В общем, мы тогда, к некоторому разочарованию Борзовишну, выбрали название Ladies On The Road. Ведь Мишка (в смысле, Борзовишну – прим. авт.), кроме «Оркестра Махавишну», был большой фанат «Кинг Кримсон», и все старался нас на это все подсадить. А нам – вот чтобы прямо всем, из их творчества по большому счету нравилась только одна песня — Ladies On The Road. И, зная это, он добавил название в список. Над текстом песни мы тогда не задумывались, хотя она, если всё-таки задуматься, скорее сексистская, чем феминистская… Впрочем, там по ходу одна из героинь заявляет: «I’m a male resister» — типа «Я из движения против мужчин». Но нам вообще нравилось само название Ladies On The Road – и то, что оно английское. К русскому року у нас тогда было снобистское отношение, все слушали только западный. Хотя сами петь собирались по-русски.

 

— А что представлял собой ваш репертуар?

— Что петь гордому лесбийскому трио? Конечно, не «Робин-Бобина»… В СССР было два главных лесби-имени: само собой, Сафо, ну и Марина Цветаева — благодаря «Повести о Сонечке», которую все читали в журнале «Новый мир». В домашних библиотеках у нас ни Сафо, ни Цветаевой не было. Точнее, Цветаева была, но подходящих нам стихов там не было… Борзовишну притащил нам тетрадку, куда переписал у каких-то своих друзей нужные нам стихи.

 

— Вы случайно не пытались положить на музыку «Повесть о Сонечке»?

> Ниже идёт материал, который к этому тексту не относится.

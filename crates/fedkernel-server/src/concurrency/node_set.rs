//! Node-set critical sections for the patch workflow.
//!
//! Proposal creation and the approve conflict cascade must be atomic with
//! respect to concurrent operations touching the same nodes, without
//! serializing unrelated proposals. [`NodeSetLock`] keeps one async mutex
//! per node id; acquiring a set locks the ids in sorted, deduplicated
//! order, so any two overlapping acquisitions meet at their first shared
//! id and a deadlock cycle cannot form.

use std::sync::Arc;

use dashmap::DashMap;
use tokio::sync::{Mutex, OwnedMutexGuard};

use fedkernel_core::NodeId;

/// Per-node async mutex registry.
///
/// Entries persist once created; the map grows with the set of distinct
/// nodes ever targeted by a proposal, which is bounded by graph size.
#[derive(Debug, Default)]
pub struct NodeSetLock {
    locks: DashMap<NodeId, Arc<Mutex<()>>>,
}

/// Guards for one acquired node set; dropping releases all of them.
#[derive(Debug)]
pub struct NodeSetGuard {
    _guards: Vec<OwnedMutexGuard<()>>,
}

impl NodeSetLock {
    pub fn new() -> Self {
        Self::default()
    }

    /// Acquires every node in the set, waiting for holders to release.
    ///
    /// Ids are sorted and deduplicated before locking; byte-wise NodeId
    /// ordering gives all callers the same total order.
    pub async fn acquire(&self, node_ids: &[NodeId]) -> NodeSetGuard {
        let mut sorted = node_ids.to_vec();
        sorted.sort();
        sorted.dedup();

        let mut guards = Vec::with_capacity(sorted.len());
        for id in sorted {
            let mutex = self
                .locks
                .entry(id)
                .or_insert_with(|| Arc::new(Mutex::new(())))
                .clone();
            guards.push(mutex.lock_owned().await);
        }
        NodeSetGuard { _guards: guards }
    }
}

#[cfg(test)]
mod tests {
    use super::*;
    use std::time::Duration;

    fn nid(seed: u8) -> NodeId {
        NodeId::from_bytes([seed; 32])
    }

    #[tokio::test]
    async fn disjoint_sets_do_not_block() {
        let lock = Arc::new(NodeSetLock::new());
        let _a = lock.acquire(&[nid(1), nid(2)]).await;
        // A disjoint set acquires immediately even while `_a` is held.
        let acquired = tokio::time::timeout(
            Duration::from_millis(100),
            lock.acquire(&[nid(3)]),
        )
        .await;
        assert!(acquired.is_ok());
    }

    #[tokio::test]
    async fn overlapping_sets_serialize() {
        let lock = Arc::new(NodeSetLock::new());
        let guard = lock.acquire(&[nid(1), nid(2)]).await;

        let contender = Arc::clone(&lock);
        let waiter = tokio::spawn(async move {
            let _g = contender.acquire(&[nid(2), nid(3)]).await;
        });

        // The waiter cannot finish while the overlap is held...
        tokio::time::sleep(Duration::from_millis(50)).await;
        assert!(!waiter.is_finished());

        // ...and proceeds once it is released.
        drop(guard);
        tokio::time::timeout(Duration::from_secs(1), waiter)
            .await
            .expect("waiter should complete after release")
            .unwrap();
    }

    #[tokio::test]
    async fn duplicate_ids_do_not_self_deadlock() {
        let lock = NodeSetLock::new();
        let _g = tokio::time::timeout(
            Duration::from_millis(100),
            lock.acquire(&[nid(7), nid(7), nid(7)]),
        )
        .await
        .expect("duplicates must be deduplicated before locking");
    }
}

— Ха-ха. Из Цветаевой – это были тексты из цикла стихов «Подруга», Софии Парнок — той самой Сонечке — и посвященного. Там были, точно помню, «Поцеловала в голову, не догадалась в губы», «Рот невинен и распущен, как чудовищный цветок», «Вам одеваться было лень», «Как вы меня дразнили мальчиком», «Я полулежала в кресле, вертя на руке кольцо»…

 

А Сафо? Ты вообще до этого читала Сафо?

— Нет, впервые тогда с ней познакомилась. Стихи Сафо оказались такие, что добровольно я бы вообще их читать не стала. Какие-то они по стилю были ужасно старорежимные, может быть, из-за переводов… Ну, Древняя Греция, сам понимаешь! Но Мишка сказал, что от этого зависит половина нашего успеха. Что если кому-то рассказать, что где-то там лесбийское рок-трио поет песни на стихи Сафо, то на такую формулу все сбегутся. К тому же, стало получаться, что когда мы в нашем стиле орём древнегреческие тексты Сафо, на контрасте получается очень необычно. «Язык мой немеет – ДЫ-ДЫ-ДЫ-ДЫ-ДЫ!!! — в крови моей пышут бегучими искрами струйки огня!», «Эрос вновь меня мучит истомчивый – ДЫ-ДЫ-ДЫ-ДЫ-ДЫ!!! — горько-сладостный, необоримый змей!» А больше всего нам нравилось вместе орать: «Конница – одним, а другим – пехота!»

 

— То есть, весь репертуар составляли тексты Цветаевой и Сафо?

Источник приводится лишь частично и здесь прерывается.